PROBLEM TO SOLVE >>
Hunt through the lines below for the string "SandboxError" and copy each one that has it.

RECORDS >>
########

impl PodmanBackend {
    /// Locate podman and use `workdir` (or the system temp dir) for workspaces.
    pub fn new(workdir: Option<PathBuf>) -> Self {
        let workdir = workdir
            .filter(|p| p.is_dir())
            .unwrap_or_else(default_workdir);
        Self {
            podman: find_podman(),
            artifact_dir: workdir.join(ARTIFACT_DIR),
            workdir,
            http: reqwest::Client::new(),
            workspaces: Mutex::new(HashMap::new()),
            availability: Mutex::new(None),
        }
    }

    fn podman(&self) -> SandboxResult<&Path> {
        self.podman
            .as_deref()
            .ok_or_else(|| SandboxError::Unavailable("podman not found on PATH".into()))
    }

    async fn run(&self, args: &[String], timeout: Option<Duration>) -> SandboxResult<Output> {
        let podman = self.podman()?;
        let child = Command::new(podman)
            .args(args)
            .stdin(Stdio::null())
            .stdout(Stdio::piped())
            .stderr(Stdio::piped())
            .kill_on_drop(true)
            .spawn()
            .map_err(|e| command_error(args, e.to_string()))?;
        let output = match timeout {
            Some(t) => tokio::time::timeout(t, child.wait_with_output())
                .await
                .map_err(|_| command_error(args, format!("timed out after {}s", t.as_secs())))??,
            None => child.wait_with_output().await?,
        };
        Ok(output)
    }

    /// Run and require a zero exit status.
    async fn run_ok(&self, args: &[String], timeout: Option<Duration>) -> SandboxResult<String> {
        let output = self.run(args, timeout).await?;
        if !output.status.success() {
            return Err(command_error(
                args,
                String::from_utf8_lossy(&output.stderr).trim().to_string(),
            ));
        }
        Ok(String::from_utf8_lossy(&output.stdout).to_string())
    }

    async fn check_available(&self) -> bool {
        if self.podman.is_none() {
            return false;
        }
        let info = vec!["info".to_string()];
        match self.run(&info, Some(INFO_TIMEOUT)).await {
            Ok(out) if out.status.success() => true,
            Ok(out) if !cfg!(target_os = "linux") => {
                // macOS and Windows run podman inside a VM that may be stopped.
                let err = String::from_utf8_lossy(&out.stderr).to_lowercase();
                let triggers = ["unable to connect", "cannot connect", "connection refused", "vm does not exist"];
                if !triggers.iter().any(|t| err.contains(t)) {
                    return false;
                }
                tracing::info!("starting podman machine");
                let start = vec!["machine".to_string(), "start".to_string()];
                matches!(self.run(&start, Some(Duration::from_secs(120))).await, Ok(o) if o.status.success())
            }
            Ok(out) => {
                tracing::warn!(
                    stderr = %String::from_utf8_lossy(&out.stderr).trim(),
                    "podman info failed"
                );
                false
            }
            Err(e) => {
                tracing::warn!(error = %e, "podman info failed");
                false
            }
        }
    }

    /// Fetch or locate the blob, then stage it into `workspace`. Downloads
    /// land in `scratch`, next to the workspace.
    async fn stage_blob(&self, uri: &str, scratch: &Path, workspace: &Path) -> SandboxResult<()> {
        let src = if uri.starts_with("http://") || uri.starts_with("https://") {
            let name = uri
                .split(['?', '#'])
                .next()
                .and_then(|u| u.rsplit('/').next())
                .filter(|s| !s.is_empty())
                .unwrap_or("payload")
                .to_string();
            let bytes = self
                .http
                .get(uri)
                .send()
                .await
                .and_then(|r| r.error_for_status())
                .map_err(|e| SandboxError::Payload(format!("fetch {uri}: {e}")))?
                .bytes()
                .await
                .map_err(|e| SandboxError::Payload(format!("fetch {uri}: {e}")))?;
            let path = scratch.join(name);
            tokio::fs::write(&path, &bytes).await?;
            path
        } else {
            PathBuf::from(uri.strip_prefix("file://").unwrap_or(uri))
        };
        let dest = workspace.to_path_buf();
        tokio::task::spawn_blocking(move || archive::stage_payload(&src, &dest))
            .await
            .map_err(|e| SandboxError::Payload(e.to_string()))?
    }

    /// Pack the sandbox's workspace next to the other artifacts.
    async fn pack(&self, handle: &SandboxHandle) -> Option<Artifact> {
        let (workspace, job_id) = {
            let map = self.workspaces.lock().unwrap_or_else(|e| e.into_inner());
            let ws = map.get(&handle.id)?;
            (ws.path.clone(), ws.job_id.clone())
        };
        let dest = self.artifact_dir.join(format!("{job_id}.zip"));
        let packed = tokio::task::spawn_blocking(move || archive::pack_workspace(&workspace, &dest))
            .await
            .map_err(|e| SandboxError::Archive(e.to_string()))
            .and_then(|r| r);
        match packed {
            Ok(artifact) => Some(artifact),
            Err(e) => {
                tracing::warn!(sandbox = %handle.id, error = %e, "workspace not packed");
                None
            }
        }
    }

    /// VRAM held by the container's processes, or `None` when it cannot be
    /// measured.
    async fn sample_vram_mb(&self, handle: &SandboxHandle) -> Option<u64> {
        let top = self
            .run_ok(&["top".into(), handle.id.clone(), "hpid".into()], Some(COMMAND_TIMEOUT))
            .await
            .ok()?;
        let pids = parse_top_pids(&top);
        let apps = nvidia_smi_csv("query-compute-apps", "pid,used_memory").await?;
        Some(vram_of_pids(&parse_compute_apps(&apps), &pids))
    }

    fn create_args(&self, spec: &SandboxSpec, workspace: &Path, requirements: bool) -> Vec<String> {
        let mount_opts = if cfg!(target_os = "linux") { "rw,Z" } else { "rw" };
        let mut args: Vec<String> = vec![
            "create".into(),
            "--name".into(),
            spec.name(),
            "--label".into(),
            format!("{JOB_LABEL}={}", spec.job_id),
            "--security-opt".into(),
            "no-new-privileges".into(),
            "--cap-drop".into(),
            "ALL".into(),
            "--pids-limit".into(),
            spec.limits.pids.to_string(),
            "--network".into(),
            spec.network.as_podman_arg().into(),
            "-v".into(),
            format!("{}:/workspace:{mount_opts}", workspace.display()),
            "-w".into(),
            "/workspace".into(),
            "-e".into(),
            "HOME=/tmp".into(),
        ];
        if let Some(cpus) = spec.limits.cpu_cores {
            args.extend(["--cpus".into(), cpus.to_string()]);
        }
        if let Some(mb) = spec.limits.memory_mb {
            args.extend(["--memory".into(), format!("{mb}m")]);
        }
        if spec.gpus {
            args.extend(["--gpus".into(), "all".into()]);
        }
        args.push(spec.image.clone());
        let command = job_command(spec.command.as_deref(), requirements, spec.network.is_isolated());
        if let Some(cmd) = command {
            args.extend(["sh".into(), "-c".into(), cmd]);
        }
        args
    }
}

########

EXERCISE ANSWER >>
            .ok_or_else(|| SandboxError::Unavailable("podman not found on PATH".into()))
                .map_err(|e| SandboxError::Payload(format!("fetch {uri}: {e}")))?
                .map_err(|e| SandboxError::Payload(format!("fetch {uri}: {e}")))?;
            .map_err(|e| SandboxError::Payload(e.to_string()))?
            .map_err(|e| SandboxError::Archive(e.to_string()))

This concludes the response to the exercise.